== What the exercise asks ==
Show all lines from the data that include the word "SystemTime".

== Saved data entries ==

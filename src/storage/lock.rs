//! Advisory per-file locks.
//!
//! Lock state lives on each [`File`](super::File): an optional owner and a
//! FIFO queue of waiting clients. Uncontended requests are granted inline.
//! Contended ones are queued and later granted by
//! [`Storage::grant_waiting_locks`], which the lock manager task calls after
//! every release. Grants and releases both run under the storage mutex, so a
//! lock is never handed out twice.

use super::{ClientId, LockOutcome, Storage};
use crate::error::Result;
use crate::Error;

/// A lock handed to a client that was waiting for it.
#[derive(Debug, Clone, PartialEq, Eq)]
pub struct LockGrant {
    pub client: ClientId,
    pub path: String,
}

impl Storage {
    pub fn lock_file(&self, path: &str, client: ClientId) -> Result<LockOutcome> {
        let mut inner = self.lock();
        let file = inner
            .files
            .get_mut(path)
            .ok_or_else(|| Error::NotFound(path.to_string()))?;

        let outcome = file.lock(client);
        tracing::debug!(client = client, path = %path, ?outcome, "Lock requested");
        Ok(outcome)
    }

    pub fn unlock_file(&self, path: &str, client: ClientId) -> Result<()> {
        let mut inner = self.lock();
        let file = inner
            .files
            .get_mut(path)
            .ok_or_else(|| Error::NotFound(path.to_string()))?;

        if !file.release(client) {
            return Err(Error::NotLockOwner(path.to_string()));
        }
        Ok(())
    }

    /// Drops whatever `client` holds or awaits on `path`. Returns whether a
    /// lock was released.
    pub fn close_file(&self, path: &str, client: ClientId) -> bool {
        let mut inner = self.lock();
        match inner.files.get_mut(path) {
            Some(file) => {
                file.remove_waiter(client);
                file.release(client)
            }
            None => false,
        }
    }

    /// Releases every lock `client` holds and withdraws it from every waiter
    /// queue. Returns the number of locks released.
    pub fn release_client(&self, client: ClientId) -> usize {
        let mut inner = self.lock();
        let mut released = 0;

        for file in inner.files.values_mut() {
            file.remove_waiter(client);
            if file.release(client) {
                released += 1;
            }
        }

        if released > 0 {
            tracing::debug!(client = client, released = released, "Released client locks");
        }
        released
    }

    /// Gives every free lock with waiters to the head of its queue. Files are
    /// visited in FIFO order.
    pub fn grant_waiting_locks(&self) -> Vec<LockGrant> {
        let mut inner = self.lock();
        let inner = &mut *inner;
        let mut grants = Vec::new();

        for path in &inner.fifo {
            let Some(file) = inner.files.get_mut(path) else {
                continue;
            };
            if let Some(client) = file.grant_next() {
                grants.push(LockGrant {
                    client,
                    path: path.clone(),
                });
            }
        }

        grants
    }
}

#[cfg(test)]
mod tests {
    use super::*;
    use crate::config::StorageConfig;
    use std::sync::Arc;
    use std::thread;

    fn storage_with(paths: &[&str]) -> Storage {
        let storage = Storage::new(StorageConfig::default());
        for path in paths {
            storage.create_file(path, 0, false).unwrap();
        }
        storage
    }

    #[test]
    fn test_uncontended_lock_is_granted_inline() {
        let storage = storage_with(&["/f"]);
        assert_eq!(storage.lock_file("/f", 1).unwrap(), LockOutcome::Acquired);
        assert_eq!(storage.get_file("/f").unwrap().owner, Some(1));
        assert!(matches!(
            storage.lock_file("/missing", 1),
            Err(Error::NotFound(_))
        ));
    }

    #[test]
    fn test_contended_lock_is_queued_then_granted_in_order() {
        let storage = storage_with(&["/f"]);
        storage.lock_file("/f", 1).unwrap();
        assert_eq!(storage.lock_file("/f", 2).unwrap(), LockOutcome::Queued);
        assert_eq!(storage.lock_file("/f", 3).unwrap(), LockOutcome::Queued);

        // Nothing to grant while the owner holds it.
        assert!(storage.grant_waiting_locks().is_empty());

        storage.unlock_file("/f", 1).unwrap();
        assert_eq!(
            storage.grant_waiting_locks(),
            vec![LockGrant {
                client: 2,
                path: "/f".into()
            }]
        );
        // Exactly one waiter per release.
        assert!(storage.grant_waiting_locks().is_empty());

        storage.unlock_file("/f", 2).unwrap();
        assert_eq!(storage.grant_waiting_locks()[0].client, 3);
        assert_eq!(storage.get_file("/f").unwrap().waiters, 0);
    }

    #[test]
    fn test_unlock_requires_owner() {
        let storage = storage_with(&["/f"]);
        storage.lock_file("/f", 1).unwrap();
        assert!(matches!(
            storage.unlock_file("/f", 2),
            Err(Error::NotLockOwner(_))
        ));
        storage.unlock_file("/f", 1).unwrap();
        assert!(matches!(
            storage.unlock_file("/f", 1),
            Err(Error::NotLockOwner(_))
        ));
    }

    #[test]
    fn test_close_file_releases_and_withdraws() {
        let storage = storage_with(&["/f", "/g"]);
        storage.lock_file("/f", 1).unwrap();
        storage.lock_file("/g", 2).unwrap();
        storage.lock_file("/g", 1).unwrap();

        assert!(storage.close_file("/f", 1));
        assert!(!storage.close_file("/g", 1));
        assert_eq!(storage.get_file("/g").unwrap().waiters, 0);
        assert!(!storage.close_file("/missing", 1));
    }

    #[test]
    fn test_release_client() {
        let storage = storage_with(&["/a", "/b", "/c"]);
        storage.lock_file("/a", 1).unwrap();
        storage.lock_file("/b", 1).unwrap();
        storage.lock_file("/c", 2).unwrap();
        storage.lock_file("/c", 1).unwrap();
        storage.lock_file("/a", 3).unwrap();

        assert_eq!(storage.release_client(1), 2);
        assert_eq!(storage.get_file("/c").unwrap().waiters, 0);

        let grants = storage.grant_waiting_locks();
        assert_eq!(
            grants,
            vec![LockGrant {
                client: 3,
                path: "/a".into()
            }]
        );
        assert_eq!(storage.get_file("/b").unwrap().owner, None);
    }

    #[test]
    fn test_concurrent_lockers_are_exclusive() {
        let storage = Arc::new(storage_with(&["/shared"]));

        let handles: Vec<_> = (1..=8u64)
            .map(|client| {
                let storage = storage.clone();
                thread::spawn(move || storage.lock_file("/shared", client).unwrap())
            })
            .collect();

        let acquired = handles
            .into_iter()
            .map(|h| h.join().unwrap())
            .filter(|outcome| *outcome == LockOutcome::Acquired)
            .count();
        assert_eq!(acquired, 1);
        assert_eq!(storage.get_file("/shared").unwrap().waiters, 7);

        // Drain the queue one release at a time.
        let mut owners = Vec::new();
        loop {
            let owner = storage.get_file("/shared").unwrap().owner.unwrap();
            owners.push(owner);
            storage.unlock_file("/shared", owner).unwrap();
            if storage.grant_waiting_locks().is_empty() {
                break;
            }
        }
        owners.sort();
        assert_eq!(owners, (1..=8).collect::<Vec<_>>());
    }
}
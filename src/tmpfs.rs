use std::fs;
use std::path::{Path, PathBuf};
use std::sync::atomic::{AtomicU64, Ordering};

const BASE_DIR: &str = "/tmp/fifostore_tests";

/// Scratch directory removed on drop. Kept short so socket paths inside it
/// stay under the `sun_path` limit.
pub struct TempDir {
    path: PathBuf,
}

impl TempDir {
    pub fn new() -> std::io::Result<Self> {
        let base = PathBuf::from(BASE_DIR);
        fs::create_dir_all(&base)?;

        let unique_name = format!("t{}_{}", std::process::id(), unique_suffix());
        let path = base.join(unique_name);

        if path.exists() {
            fs::remove_dir_all(&path)?;
        }
        fs::create_dir(&path)?;

        Ok(Self { path })
    }

    pub fn path(&self) -> &Path {
        &self.path
    }

    pub fn socket_path(&self) -> PathBuf {
        self.path.join("fs.sock")
    }
}

impl Drop for TempDir {
    fn drop(&mut self) {
        let _ = fs::remove_dir_all(&self.path);
    }
}

fn unique_suffix() -> String {
    use std::time::{SystemTime, UNIX_EPOCH};
    static COUNTER: AtomicU64 = AtomicU64::new(0);

    let nanos = SystemTime::now()
        .duration_since(UNIX_EPOCH)
        .map(|d| d.subsec_nanos())
        .unwrap_or(0);
    format!("{}_{}", COUNTER.fetch_add(1, Ordering::SeqCst), nanos)
}
use std::sync::mpsc::Sender;
use std::sync::Arc;

use mio::Waker;

use super::connection::Connection;
use super::dispatch::{self, Call, Reply};
use super::registry::ClientRegistry;
use crate::protocol::{RequestDecoder, Response, Status, COUNT_LEN};
use crate::queue::HandoffQueue;
use crate::scheduler::Trigger;
use crate::storage::{ClientId, Orphan, Storage};
use crate::Error;

/// A connection given back to the multiplexer after one request.
pub enum Returned {
    /// Still open, watch it again.
    Rearm(Connection),
    /// Gone, with its session already cleaned up.
    Closed(ClientId),
}

/// State shared by all workers.
pub struct WorkerContext {
    pub storage: Arc<Storage>,
    pub registry: Arc<ClientRegistry>,
    pub lock_trigger: Trigger,
    pub returns: Sender<Returned>,
    pub waker: Arc<Waker>,
    pub max_body: u64,
}

/// Serves ready connections until the queue is closed.
pub fn run(queue: Arc<HandoffQueue<Connection>>, ctx: Arc<WorkerContext>) {
    while let Some(mut conn) = queue.pop() {
        let returned = if serve_one(&mut conn, &ctx) {
            Returned::Rearm(conn)
        } else {
            let id = conn.id();
            disconnect(conn, &ctx);
            Returned::Closed(id)
        };

        // The multiplexer is gone during shutdown; the connection just drops.
        if ctx.returns.send(returned).is_ok() {
            if let Err(e) = ctx.waker.wake() {
                tracing::warn!(error = %e, "Failed to wake multiplexer");
            }
        }
    }
    tracing::debug!("Worker exiting");
}

/// Largest request body accepted. Never below [`COUNT_LEN`], so control
/// bodies stay readable however small the store is.
pub fn body_limit(max_bytes: usize) -> u64 {
    max_bytes.max(COUNT_LEN) as u64
}

/// Reads and answers one request. Returns whether the connection stays open.
fn serve_one(conn: &mut Connection, ctx: &WorkerContext) -> bool {
    let client = conn.id();
    let decoded = RequestDecoder::new(conn.reader())
        .with_max_body(ctx.max_body)
        .decode();

    let outbox = conn.outbox().clone();
    let reservation = outbox.reserve();

    let reply = match decoded {
        Ok(request) => {
            tracing::trace!(client = client, op = %request.op, path = %request.path, "Request");
            let mut call = Call {
                client,
                session: &mut conn.session,
                outbox: &outbox,
                storage: &ctx.storage,
                registry: &ctx.registry,
            };
            dispatch::dispatch(&mut call, request)
        }
        Err(Error::PeerClosed) => {
            tracing::debug!(client = client, "Peer closed connection");
            return false;
        }
        Err(err @ (Error::BodyTooLarge(_) | Error::UnknownOpCode(_))) => {
            // The frame was consumed whole, so the stream is still in sync.
            tracing::warn!(client = client, error = %err, "Rejected request");
            Reply::error(&err, "")
        }
        Err(err) => {
            tracing::warn!(client = client, error = %err, "Dropping connection");
            let _ = reservation.push(Response::new(Status::BadRequest));
            return false;
        }
    };

    let queued = reply
        .responses
        .into_iter()
        .try_for_each(|response| reservation.push(response));
    drop(reservation);

    notify_orphans(&reply.orphans, &ctx.registry);
    if reply.released {
        ctx.lock_trigger.fire();
    }

    match queued {
        Ok(()) => !reply.close,
        Err(e) => {
            tracing::warn!(client = client, error = %e, "Failed to queue response");
            false
        }
    }
}

/// Tells waiters their file is gone. Runs with no reservation held.
fn notify_orphans(orphans: &[Orphan], registry: &ClientRegistry) {
    for orphan in orphans {
        let response = Response::new(Status::NotFound).with_path(orphan.path.as_str());
        if let Err(e) = registry.send(orphan.client, response) {
            tracing::debug!(client = orphan.client, path = %orphan.path, error = %e, "Orphan not notified");
        }
    }
}

/// Releases everything the client held.
fn disconnect(conn: Connection, ctx: &WorkerContext) {
    let client = conn.id();
    let released = ctx.storage.release_client(client);
    ctx.registry.unregister(client);
    if released > 0 {
        ctx.lock_trigger.fire();
    }
    tracing::info!(client = client, released_locks = released, "Client disconnected");
}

== Output of the exercise ==
    use std::time::{SystemTime, UNIX_EPOCH};
    let nanos = SystemTime::now()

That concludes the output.